Três anos antes do lançamento, em 2004, Larry Page, um dos fundadores do Google, teve a ideia de criar um recurso para incrementar o Google Maps. O conceito era o de usar um carro com um conjunto de câmeras para assim criar imagens em 360 graus das ruas no plano do chão.

As primeiras imagens foram dos bairros próximos à sede do Google, em São Francisco. Em seguida, a captura das imagens foi expandida para outras cidades americanas. Nova York, Las Vegas e Miami foram as primeiras cidades a contarem com o Street View em 2007, ano do lançamento nos EUA.

São Fransciso foi uma das primeiras cidades mapeadas pelo Street View  (Foto: Reprodução/Gabriel Ribeiro)

São Fransciso foi uma das primeiras cidades mapeadas pelo Street View (Foto: Reprodução/Gabriel Ribeiro)

No Brasil, os primeiros registros foram feitas em 2009 e a função ficou disponível no país em 2010. Com o recurso é possível conhecer lugares importantes e pontos turísticos de cidades brasileras, como as Cataratas do Iguaçu — no Parque Nacional do Iguaç u—, ou o Cristo Redentor, no Rio de Janeiro.

A tecnologia

A ideia de um carro tirando fotos em 360 graus pela cidade permanece até hoje, mas foi aprimorada com o tempo. O veículo traz uma câmera com 16 lentes fixadas no teto. Um computador grava as imagens com informações do GPS. Além do motorista, há um copiloto que dá as coordenadas, como o trajeto e a velocidade.

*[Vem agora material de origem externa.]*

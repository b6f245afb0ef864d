// ABOUTME: Ordered page draining for cursor-paginated platform endpoints
// ABOUTME: Streams pages lazily and refuses to surface a partial result as complete
//
// SPDX-License-Identifier: MIT OR Apache-2.0
// Copyright (c) 2025 Pierre Fitness Intelligence

//! # Page Draining
//!
//! Platforms split results across pages (Facebook `paging.next`, GoHighLevel
//! `startAfterId` cursors) or batches (Google Ads `searchStream`, Sheets
//! value ranges). Cursors are stateful, so pages are requested strictly one
//! after another in the order received.
//!
//! A page fetch that fails ends the stream with that error; callers that
//! collect the stream therefore either see every page or an error, never a
//! truncated list.

use std::future::Future;
use std::pin::Pin;

use async_stream::try_stream;
use futures_util::{Stream, TryStreamExt};
use tracing::debug;

use crate::constants::tuning::MAX_PAGES;
use crate::errors::{PlatformError, PlatformResult};
use crate::models::Platform;

/// One page of items plus the cursor for the next page
#[derive(Debug, Clone, PartialEq, Eq)]
pub struct Page<T> {
    /// Items on this page, in platform order
    pub items: Vec<T>,
    /// Cursor or URL for the next page, `None` on the last page
    pub next: Option<String>,
}

impl<T> Page<T> {
    /// Final page
    #[must_use]
    pub const fn last(items: Vec<T>) -> Self {
        Self { items, next: None }
    }
}

/// Stream of pages returned by [`drain_pages`]
pub type PageStream<'a, T> = Pin<Box<dyn Stream<Item = PlatformResult<Page<T>>> + Send + 'a>>;

/// Lazily request pages until the platform stops returning a cursor
///
/// `fetch` receives `None` for the first page and then each page's `next`
/// cursor. A repeated cursor or more than [`MAX_PAGES`] pages ends the
/// stream with an error instead of looping forever.
pub fn drain_pages<'a, T, F, Fut>(platform: Platform, mut fetch: F) -> PageStream<'a, T>
where
    T: Send + 'a,
    F: FnMut(Option<String>) -> Fut + Send + 'a,
    Fut: Future<Output = PlatformResult<Page<T>>> + Send + 'a,
{
    Box::pin(try_stream! {
        let mut cursor: Option<String> = None;
        let mut pages = 0_usize;

        loop {
            if pages >= MAX_PAGES {
                Err::<(), _>(PlatformError::api(
                    platform,
                    None,
                    format!("pagination exceeded {MAX_PAGES} pages"),
                ))?;
            }

            let current = cursor.take();
            let page = fetch(current.clone()).await?;
            pages += 1;
            debug!(platform = %platform, page = pages, items = page.items.len(), "fetched page");

            let next = page.next.clone();
            yield page;

            match next {
                Some(next_cursor) if !next_cursor.is_empty() => {
                    if current.as_ref() == Some(&next_cursor) {
                        Err::<(), _>(PlatformError::api(platform, None, "pagination cursor did not advance"))?;
                    }
                    cursor = Some(next_cursor);
                }
                _ => break,
            }
        }
    })
}

/// Drain every page and concatenate items in order
///
/// # Errors
///
/// The first page error; items from earlier pages are discarded
pub async fn collect_all<T>(stream: PageStream<'_, T>) -> PlatformResult<Vec<T>> {
    stream
        .try_fold(Vec::new(), |mut items, page| async move {
            items.extend(page.items);
            Ok(items)
        })
        .await
}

Desde 2012, o Google também utiliza o Trekker, uma espécie de mochila high-tech com uma câmera 360 graus. Com o equipamento é possível conseguir imagens de onde os carros não conseguem ir, como dentro de museus, parques temáticos de difícil acesso e até cemitérios.

Por meio de um programa de empréstimo do Trekker, em 2013, voluntários puderam colaborar com imagens para o Street View. Câmeras foram emprestadas para que cada pessoa pudesse coletar imagens em 360 ​​graus dos locais que conhece bem. Atualmente, qualquer pessoa pode ajudar o Google Street View, seja colaborando com fotos normais ou com panorâmicas tiradas pelo smartphone.

Trekker é utilizado para registrar imagens onde os carros não podem chegar (Foto: Divulgação/Google) (Foto: Google)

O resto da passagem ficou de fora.